Moreover, a broader challenge within the healthcare system, spanning from drugs to devices, introduces an additional layer of risk. President Biden’s recent announcement expressing a willingness to exercise executive power to seize drug patents, with the aim of reducing medication costs, raises concerns. A similar scenario could unfold for medical devices, initiating an inevitable price war. However, the downside of this approach might include hindering the innovation of new drugs and devices. In such a hypothetical situation, only large corporations might survive, potentially catalyzing mega-mergers within the healthcare sector, reminiscent of historical events in other regulated industries, such as railway companies facing heavy taxes and regulations.
Lastly, Medtronic’s active pursuit of a cost-cutting strategy, with a specific emphasis on divesting certain assets, introduces another dimension of risk. As articulated by the CEO, this approach is projected to yield savings amounting to $1 billion by the year 2025. The significance of achieving this goal is underscored by the fact that, given Medtronic’s unlikely prospect of offering 20%+ revenue growth in the near future, creating value through improved free cash flow becomes vital.
Conclusion
In conclusion, my comprehensive analysis of Medtronic, taking into account various financial models and potential risks, underscores a robust investment case. Utilizing analysts’ estimates and a market-based segmentation approach, the first model predicts a substantial 130.3% upside from the current stock price of $79.40, with a future value projection reaching $272.3 by 2028, implying an exceptional annual return of 40.5% over six years. The second model (which are my estimates and therefore the final stock target price), adopting a conservative stance and predicting segment revenues based on market growth rates, yields a more moderate stock price target of $137.6, accompanied by a future value projection of $206.2, translating to a compelling annual return of 26.7%. Both scenarios, despite their differences, converge on a “Strong Buy” recommendation for Medtronic, aligning with the company’s proactive cost-cutting strategy and resilient financial performance.

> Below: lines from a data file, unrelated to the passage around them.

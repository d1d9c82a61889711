//! Socle - The bedrock toolbox for Riviere.
//!
//! This crate provides the foundational utilities and data structures shared
//! by every Riviere crate, much like a socle (the plinth a sculpture stands
//! on) carries everything built above it.
//!
//! # Modules
//!
//! - **ids**: Deterministic per-prefix id generation for graph nodes
//! - **pos**: Source positions reported by the framework extractor
//!
//! # Example
//!
//! ```
//! use riviere_socle::IdGenerator;
//!
//! let mut ids = IdGenerator::new();
//! assert_eq!(ids.next("store").as_str(), "store-1");
//! assert_eq!(ids.next("store").as_str(), "store-2");
//! assert_eq!(ids.next("process").as_str(), "process-1");
//! ```

pub mod ids;
pub mod pos;
pub mod role;

pub use ids::IdGenerator;
pub use pos::SourcePos;
pub use role::{AccessFlags, BindingRole};

// Re-export compact_str::CompactString for convenience
pub use compact_str::CompactString;
pub use compact_str::CompactString as String;
pub use compact_str::format_compact;

/// Boxed future alias for the async seams (extractor, type oracle).
pub type BoxFuture<'a, T> = std::pin::Pin<Box<dyn std::future::Future<Output = T> + Send + 'a>>;

// Re-export smallvec for stack-optimized collections
pub use smallvec::{smallvec, SmallVec};

// Re-export bitflags for flag types
pub use bitflags::bitflags;

// Re-export rustc-hash for fast hash maps/sets
pub use rustc_hash::{FxHashMap, FxHashSet};

// Re-export phf for compile-time perfect hash functions
pub use phf::{phf_map, phf_set, Map as PhfMap, Set as PhfSet};
//! DFD node types.

use riviere_socle::{AccessFlags, BindingRole, CompactString, SourcePos, String};
use serde::{Serialize, Serializer};
use std::collections::BTreeMap;

/// Unique node identifier within one graph (`store-1`, `process-2`, ...).
#[derive(Debug, Clone, PartialEq, Eq, Hash, PartialOrd, Ord, Serialize)]
#[repr(transparent)]
#[serde(transparent)]
pub struct NodeId(CompactString);

impl NodeId {
    #[inline]
    pub fn new(id: impl Into<CompactString>) -> Self {
        Self(id.into())
    }

    #[inline]
    pub fn as_str(&self) -> &str {
        self.0.as_str()
    }
}

impl std::fmt::Display for NodeId {
    fn fmt(&self, f: &mut std::fmt::Formatter<'_>) -> std::fmt::Result {
        f.write_str(self.0.as_str())
    }
}

impl From<CompactString> for NodeId {
    fn from(id: CompactString) -> Self {
        Self(id)
    }
}

/// DFD node kind.
#[derive(Debug, Clone, Copy, PartialEq, Eq, Hash, Serialize)]
pub enum NodeKind {
    /// Data entering from outside the component (props, URL, server, context)
    #[serde(rename = "external-entity-input")]
    ExternalInput,
    /// Rendered output the component produces
    #[serde(rename = "external-entity-output")]
    ExternalOutput,
    /// Reactive state or any value at rest
    #[serde(rename = "data-store")]
    DataStore,
    /// Side-effecting or transforming activity
    #[serde(rename = "process")]
    Process,
    /// Anchor node for a subgraph, so subgraphs can be edge endpoints
    #[serde(rename = "subgraph")]
    Subgraph,
}

impl NodeKind {
    /// Id prefix used by the session's per-prefix counters.
    #[inline]
    pub const fn id_prefix(self) -> &'static str {
        match self {
            Self::ExternalInput => "input",
            Self::ExternalOutput => "output",
            Self::DataStore => "store",
            Self::Process => "process",
            Self::Subgraph => "subgraph",
        }
    }

    /// Stable wire name, identical to the serde rename.
    #[inline]
    pub const fn as_str(self) -> &'static str {
        match self {
            Self::ExternalInput => "external-entity-input",
            Self::ExternalOutput => "external-entity-output",
            Self::DataStore => "data-store",
            Self::Process => "process",
            Self::Subgraph => "subgraph",
        }
    }
}

fn ser_access<S: Serializer>(access: &AccessFlags, ser: S) -> Result<S::Ok, S::Error> {
    ser.serialize_str(access.as_str())
}

/// One bound variable recorded on a node.
#[derive(Debug, Clone, PartialEq, Eq, Serialize)]
pub struct BindingRecord {
    pub name: String,
    pub role: BindingRole,
    #[serde(serialize_with = "ser_access")]
    pub access: AccessFlags,
}

impl BindingRecord {
    pub fn new(name: impl Into<String>, role: BindingRole, access: AccessFlags) -> Self {
        Self {
            name: name.into(),
            role,
            access,
        }
    }

    /// A data binding that reads the resource.
    pub fn read(name: impl Into<String>) -> Self {
        Self::new(name, BindingRole::Data, AccessFlags::READ)
    }

    /// A function binding that writes the resource.
    pub fn write(name: impl Into<String>) -> Self {
        Self::new(name, BindingRole::Function, AccessFlags::WRITE)
    }
}

/// Node metadata: typed binding records plus a free-form string bag.
///
/// The bag is a BTreeMap so serialized output is deterministic.
#[derive(Debug, Clone, Default, PartialEq, Eq, Serialize)]
pub struct NodeMeta {
    #[serde(skip_serializing_if = "Vec::is_empty")]
    pub bindings: Vec<BindingRecord>,
    #[serde(skip_serializing_if = "BTreeMap::is_empty")]
    pub extra: BTreeMap<CompactString, CompactString>,
}

impl NodeMeta {
    #[inline]
    pub fn new() -> Self {
        Self::default()
    }

    /// Record a binding; a record for the same name merges access flags and
    /// keeps the existing role. This is the resource-reuse augmentation path.
    pub fn record_binding(&mut self, record: BindingRecord) {
        if let Some(existing) = self.bindings.iter_mut().find(|b| b.name == record.name) {
            existing.access |= record.access;
            return;
        }
        self.bindings.push(record);
    }

    #[inline]
    pub fn binding(&self, name: &str) -> Option<&BindingRecord> {
        self.bindings.iter().find(|b| b.name == name)
    }

    #[inline]
    pub fn set(&mut self, key: impl Into<CompactString>, value: impl Into<CompactString>) {
        self.extra.insert(key.into(), value.into());
    }

    #[inline]
    pub fn get(&self, key: &str) -> Option<&str> {
        self.extra.get(key).map(CompactString::as_str)
    }

    /// Combined access over all recorded bindings.
    pub fn access(&self) -> AccessFlags {
        self.bindings
            .iter()
            .fold(AccessFlags::empty(), |acc, b| acc | b.access)
    }

    fn is_empty(&self) -> bool {
        self.bindings.is_empty() && self.extra.is_empty()
    }
}

/// One node of the data-flow diagram.
#[derive(Debug, Clone, Serialize)]
pub struct DfdNode {
    pub id: NodeId,
    pub label: String,
    pub kind: NodeKind,
    #[serde(skip_serializing_if = "Option::is_none")]
    pub pos: Option<SourcePos>,
    #[serde(skip_serializing_if = "NodeMeta::is_empty")]
    pub meta: NodeMeta,
}

impl DfdNode {
    pub fn new(id: NodeId, label: impl Into<String>, kind: NodeKind) -> Self {
        Self {
            id,
            label: label.into(),
            kind,
            pos: None,
            meta: NodeMeta::new(),
        }
    }

    pub fn with_pos(mut self, pos: SourcePos) -> Self {
        self.pos = Some(pos);
        self
    }

    pub fn with_binding(mut self, record: BindingRecord) -> Self {
        self.meta.record_binding(record);
        self
    }

    pub fn with_meta(mut self, key: impl Into<CompactString>, value: impl Into<CompactString>) -> Self {
        self.meta.set(key, value);
        self
    }
}

#[cfg(test)]
mod tests {
    use super::*;

    #[test]
    fn test_binding_merge_keeps_one_record() {
        let mut meta = NodeMeta::new();
        meta.record_binding(BindingRecord::read("count"));
        meta.record_binding(BindingRecord::new(
            "count",
            BindingRole::Data,
            AccessFlags::WRITE,
        ));

        assert_eq!(meta.bindings.len(), 1);
        assert_eq!(
            meta.binding("count").unwrap().access,
            AccessFlags::READ | AccessFlags::WRITE
        );
    }

    #[test]
    fn test_combined_access() {
        let mut meta = NodeMeta::new();
        meta.record_binding(BindingRecord::read("value"));
        meta.record_binding(BindingRecord::write("setValue"));
        assert_eq!(meta.access(), AccessFlags::READ | AccessFlags::WRITE);
    }

    #[test]
    fn test_kind_prefixes() {
        assert_eq!(NodeKind::DataStore.id_prefix(), "store");
        assert_eq!(NodeKind::ExternalInput.as_str(), "external-entity-input");
    }
}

Analyst’s Disclosure: I/we have no stock, option or similar derivative position in any of the companies mentioned, but may initiate a beneficial Long position through a purchase of the stock, or the purchase of call options or similar derivatives in MDT over the next 72 hours. I wrote this article myself, and it expresses my own opinions. I am not receiving compensation for it (other than from Seeking Alpha). I have no business relationship with any company whose stock is mentioned in this article.